Excerpts from a dataset:

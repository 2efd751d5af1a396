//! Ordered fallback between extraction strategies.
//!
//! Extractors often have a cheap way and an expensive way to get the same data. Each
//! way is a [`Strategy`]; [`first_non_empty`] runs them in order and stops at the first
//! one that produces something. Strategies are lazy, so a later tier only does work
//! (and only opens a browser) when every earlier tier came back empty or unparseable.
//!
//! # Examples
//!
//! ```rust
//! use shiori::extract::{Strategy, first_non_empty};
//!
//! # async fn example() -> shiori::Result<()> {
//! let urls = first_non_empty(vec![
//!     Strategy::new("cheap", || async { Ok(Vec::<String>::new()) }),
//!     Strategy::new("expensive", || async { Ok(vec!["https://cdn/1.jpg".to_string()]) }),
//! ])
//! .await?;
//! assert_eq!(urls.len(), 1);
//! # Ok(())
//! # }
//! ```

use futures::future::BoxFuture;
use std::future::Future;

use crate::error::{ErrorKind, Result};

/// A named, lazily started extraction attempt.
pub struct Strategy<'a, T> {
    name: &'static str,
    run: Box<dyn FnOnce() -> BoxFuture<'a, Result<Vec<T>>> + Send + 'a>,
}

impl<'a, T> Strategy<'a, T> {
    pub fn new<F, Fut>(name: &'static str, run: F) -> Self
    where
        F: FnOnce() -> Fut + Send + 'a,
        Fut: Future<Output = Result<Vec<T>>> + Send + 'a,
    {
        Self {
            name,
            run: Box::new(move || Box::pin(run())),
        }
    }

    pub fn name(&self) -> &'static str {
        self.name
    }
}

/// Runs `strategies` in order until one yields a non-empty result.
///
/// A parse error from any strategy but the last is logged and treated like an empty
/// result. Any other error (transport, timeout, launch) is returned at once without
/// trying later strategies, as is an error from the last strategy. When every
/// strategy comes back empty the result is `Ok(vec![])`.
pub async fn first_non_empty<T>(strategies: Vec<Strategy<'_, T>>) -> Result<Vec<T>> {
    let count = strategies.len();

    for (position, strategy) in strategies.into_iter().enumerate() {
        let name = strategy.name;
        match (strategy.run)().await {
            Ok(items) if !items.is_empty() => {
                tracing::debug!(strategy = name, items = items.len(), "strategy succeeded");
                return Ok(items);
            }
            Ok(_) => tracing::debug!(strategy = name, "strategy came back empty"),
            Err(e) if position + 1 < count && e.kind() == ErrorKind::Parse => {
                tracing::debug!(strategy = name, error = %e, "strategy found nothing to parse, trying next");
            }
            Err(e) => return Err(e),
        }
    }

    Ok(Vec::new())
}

* * *

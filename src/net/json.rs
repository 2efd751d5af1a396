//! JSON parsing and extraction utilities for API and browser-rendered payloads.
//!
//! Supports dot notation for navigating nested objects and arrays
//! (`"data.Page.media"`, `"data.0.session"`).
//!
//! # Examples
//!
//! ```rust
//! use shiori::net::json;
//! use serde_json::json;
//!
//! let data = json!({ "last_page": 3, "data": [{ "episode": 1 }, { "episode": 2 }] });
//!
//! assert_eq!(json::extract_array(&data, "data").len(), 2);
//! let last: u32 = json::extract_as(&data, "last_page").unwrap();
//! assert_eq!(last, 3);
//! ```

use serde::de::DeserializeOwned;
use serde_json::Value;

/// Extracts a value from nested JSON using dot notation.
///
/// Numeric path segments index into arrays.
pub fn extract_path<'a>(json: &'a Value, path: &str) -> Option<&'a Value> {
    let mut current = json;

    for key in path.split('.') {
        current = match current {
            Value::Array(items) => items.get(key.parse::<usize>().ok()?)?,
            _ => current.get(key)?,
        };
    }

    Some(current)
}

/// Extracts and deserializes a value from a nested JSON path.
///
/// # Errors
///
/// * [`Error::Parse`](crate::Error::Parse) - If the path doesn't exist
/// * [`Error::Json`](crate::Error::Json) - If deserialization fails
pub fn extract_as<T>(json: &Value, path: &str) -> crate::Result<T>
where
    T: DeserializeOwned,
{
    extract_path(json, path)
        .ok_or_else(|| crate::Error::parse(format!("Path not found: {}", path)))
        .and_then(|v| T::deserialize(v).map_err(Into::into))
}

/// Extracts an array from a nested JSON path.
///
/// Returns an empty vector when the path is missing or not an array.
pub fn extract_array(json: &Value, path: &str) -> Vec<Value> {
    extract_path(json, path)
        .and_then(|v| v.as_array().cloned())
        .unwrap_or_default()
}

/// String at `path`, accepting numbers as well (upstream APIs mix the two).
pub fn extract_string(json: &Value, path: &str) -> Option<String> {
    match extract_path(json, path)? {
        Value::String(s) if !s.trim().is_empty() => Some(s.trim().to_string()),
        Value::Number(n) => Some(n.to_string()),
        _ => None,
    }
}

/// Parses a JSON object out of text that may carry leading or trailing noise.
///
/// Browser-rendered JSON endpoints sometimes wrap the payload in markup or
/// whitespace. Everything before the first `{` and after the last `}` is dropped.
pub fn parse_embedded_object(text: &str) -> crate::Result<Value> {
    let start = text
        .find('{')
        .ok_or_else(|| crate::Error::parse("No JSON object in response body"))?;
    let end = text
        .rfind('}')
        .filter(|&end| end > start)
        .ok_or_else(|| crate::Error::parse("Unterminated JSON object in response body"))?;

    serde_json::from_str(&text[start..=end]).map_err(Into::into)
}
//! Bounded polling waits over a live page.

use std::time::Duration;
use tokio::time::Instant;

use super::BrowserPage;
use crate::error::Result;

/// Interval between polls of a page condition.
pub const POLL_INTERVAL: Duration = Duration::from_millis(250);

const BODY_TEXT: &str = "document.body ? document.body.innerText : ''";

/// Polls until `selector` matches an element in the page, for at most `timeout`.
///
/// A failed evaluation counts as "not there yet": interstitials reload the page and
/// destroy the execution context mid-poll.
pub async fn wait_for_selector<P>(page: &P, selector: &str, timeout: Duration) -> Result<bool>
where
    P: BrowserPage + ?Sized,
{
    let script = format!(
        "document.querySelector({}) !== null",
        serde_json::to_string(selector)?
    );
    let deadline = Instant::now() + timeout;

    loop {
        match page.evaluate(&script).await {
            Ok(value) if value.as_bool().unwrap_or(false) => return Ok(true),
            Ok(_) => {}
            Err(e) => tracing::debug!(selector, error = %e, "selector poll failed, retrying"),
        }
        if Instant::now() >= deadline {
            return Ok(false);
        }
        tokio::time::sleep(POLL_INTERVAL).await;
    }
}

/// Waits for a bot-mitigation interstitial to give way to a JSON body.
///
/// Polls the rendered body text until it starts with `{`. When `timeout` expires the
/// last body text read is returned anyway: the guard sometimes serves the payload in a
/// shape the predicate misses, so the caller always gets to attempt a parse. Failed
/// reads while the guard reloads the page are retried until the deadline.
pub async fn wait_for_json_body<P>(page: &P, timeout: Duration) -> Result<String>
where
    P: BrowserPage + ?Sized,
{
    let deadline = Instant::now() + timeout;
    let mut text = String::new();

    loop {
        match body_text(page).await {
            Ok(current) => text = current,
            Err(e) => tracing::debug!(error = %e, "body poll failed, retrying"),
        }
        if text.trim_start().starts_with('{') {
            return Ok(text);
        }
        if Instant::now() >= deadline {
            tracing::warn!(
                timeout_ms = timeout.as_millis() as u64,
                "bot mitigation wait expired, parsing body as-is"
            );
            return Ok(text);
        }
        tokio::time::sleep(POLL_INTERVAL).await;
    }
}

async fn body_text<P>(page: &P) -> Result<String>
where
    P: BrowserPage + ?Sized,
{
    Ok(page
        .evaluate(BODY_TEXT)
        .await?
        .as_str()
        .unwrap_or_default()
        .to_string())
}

* * *

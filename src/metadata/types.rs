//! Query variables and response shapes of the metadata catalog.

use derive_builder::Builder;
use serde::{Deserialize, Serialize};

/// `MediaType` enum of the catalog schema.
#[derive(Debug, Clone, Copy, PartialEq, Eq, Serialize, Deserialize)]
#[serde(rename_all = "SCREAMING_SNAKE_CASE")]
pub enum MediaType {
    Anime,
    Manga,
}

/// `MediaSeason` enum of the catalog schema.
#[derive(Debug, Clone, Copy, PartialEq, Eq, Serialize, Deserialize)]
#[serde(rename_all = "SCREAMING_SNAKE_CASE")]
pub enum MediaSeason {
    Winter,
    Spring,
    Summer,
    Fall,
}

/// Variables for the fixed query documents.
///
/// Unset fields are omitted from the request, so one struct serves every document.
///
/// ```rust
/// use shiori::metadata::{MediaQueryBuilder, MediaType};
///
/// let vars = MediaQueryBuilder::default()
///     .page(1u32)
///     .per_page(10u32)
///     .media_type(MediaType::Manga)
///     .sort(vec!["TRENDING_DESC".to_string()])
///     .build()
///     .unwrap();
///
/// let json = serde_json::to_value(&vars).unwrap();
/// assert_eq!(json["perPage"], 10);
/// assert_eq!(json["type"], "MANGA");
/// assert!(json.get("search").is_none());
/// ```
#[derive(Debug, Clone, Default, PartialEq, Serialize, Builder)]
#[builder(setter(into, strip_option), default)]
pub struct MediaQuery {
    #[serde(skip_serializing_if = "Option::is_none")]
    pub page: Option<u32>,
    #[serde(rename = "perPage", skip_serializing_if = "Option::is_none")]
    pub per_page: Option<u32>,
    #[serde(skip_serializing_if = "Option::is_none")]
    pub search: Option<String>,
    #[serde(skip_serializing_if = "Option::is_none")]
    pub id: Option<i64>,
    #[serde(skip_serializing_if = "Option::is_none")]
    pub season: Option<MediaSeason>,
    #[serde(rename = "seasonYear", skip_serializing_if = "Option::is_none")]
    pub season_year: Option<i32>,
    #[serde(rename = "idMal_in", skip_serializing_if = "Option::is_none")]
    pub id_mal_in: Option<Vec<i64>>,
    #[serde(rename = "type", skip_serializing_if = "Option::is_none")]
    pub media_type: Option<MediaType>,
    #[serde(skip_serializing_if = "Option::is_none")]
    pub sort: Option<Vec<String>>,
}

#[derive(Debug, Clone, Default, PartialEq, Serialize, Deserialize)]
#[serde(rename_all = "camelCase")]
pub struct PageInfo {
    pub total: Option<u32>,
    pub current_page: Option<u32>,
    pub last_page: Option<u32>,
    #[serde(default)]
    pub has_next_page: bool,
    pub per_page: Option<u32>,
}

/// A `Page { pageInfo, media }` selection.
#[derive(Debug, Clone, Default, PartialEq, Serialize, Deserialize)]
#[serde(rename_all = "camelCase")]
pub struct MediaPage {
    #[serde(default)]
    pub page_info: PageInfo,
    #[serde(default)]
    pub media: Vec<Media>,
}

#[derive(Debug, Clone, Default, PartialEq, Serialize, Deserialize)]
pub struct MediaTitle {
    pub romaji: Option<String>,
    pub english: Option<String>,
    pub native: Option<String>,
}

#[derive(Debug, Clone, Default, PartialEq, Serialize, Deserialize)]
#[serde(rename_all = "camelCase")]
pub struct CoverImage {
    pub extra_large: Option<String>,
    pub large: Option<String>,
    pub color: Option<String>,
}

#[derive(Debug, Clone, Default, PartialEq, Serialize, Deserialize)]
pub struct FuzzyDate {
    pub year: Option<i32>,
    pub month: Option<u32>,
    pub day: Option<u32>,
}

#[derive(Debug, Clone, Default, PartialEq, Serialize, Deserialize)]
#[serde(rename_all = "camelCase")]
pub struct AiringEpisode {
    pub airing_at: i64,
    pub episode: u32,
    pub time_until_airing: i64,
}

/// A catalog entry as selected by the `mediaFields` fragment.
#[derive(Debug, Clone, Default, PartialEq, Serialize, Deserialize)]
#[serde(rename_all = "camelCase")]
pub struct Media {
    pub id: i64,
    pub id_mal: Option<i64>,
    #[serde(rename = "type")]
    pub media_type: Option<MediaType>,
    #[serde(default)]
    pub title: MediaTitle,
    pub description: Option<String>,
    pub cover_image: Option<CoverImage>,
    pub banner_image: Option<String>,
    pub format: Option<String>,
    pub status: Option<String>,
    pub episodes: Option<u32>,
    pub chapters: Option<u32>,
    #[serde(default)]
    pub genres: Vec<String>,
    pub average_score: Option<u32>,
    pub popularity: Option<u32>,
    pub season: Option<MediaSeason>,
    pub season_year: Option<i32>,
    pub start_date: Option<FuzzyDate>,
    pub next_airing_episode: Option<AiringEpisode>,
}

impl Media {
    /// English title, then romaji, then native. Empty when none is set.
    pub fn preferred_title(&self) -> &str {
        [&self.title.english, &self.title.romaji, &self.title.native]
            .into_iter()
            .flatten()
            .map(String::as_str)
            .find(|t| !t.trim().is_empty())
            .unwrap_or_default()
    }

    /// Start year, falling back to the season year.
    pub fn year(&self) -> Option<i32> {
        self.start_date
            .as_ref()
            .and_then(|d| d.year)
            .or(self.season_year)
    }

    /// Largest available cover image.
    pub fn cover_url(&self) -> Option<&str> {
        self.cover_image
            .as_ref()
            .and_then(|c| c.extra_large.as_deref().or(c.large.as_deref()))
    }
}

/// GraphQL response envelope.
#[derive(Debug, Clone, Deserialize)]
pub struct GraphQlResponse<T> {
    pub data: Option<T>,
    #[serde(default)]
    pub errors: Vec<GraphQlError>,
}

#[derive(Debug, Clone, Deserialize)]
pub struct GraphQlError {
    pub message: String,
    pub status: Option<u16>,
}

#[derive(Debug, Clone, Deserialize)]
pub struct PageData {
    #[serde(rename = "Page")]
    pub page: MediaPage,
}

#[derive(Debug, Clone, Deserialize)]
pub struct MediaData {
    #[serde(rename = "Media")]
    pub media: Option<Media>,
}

The problem: Look at the records above. Copy every line where the string "guard" occurs.

Output for this task:
/// last body text read is returned anyway: the guard sometimes serves the payload in a
/// reads while the guard reloads the page are retried until the deadline.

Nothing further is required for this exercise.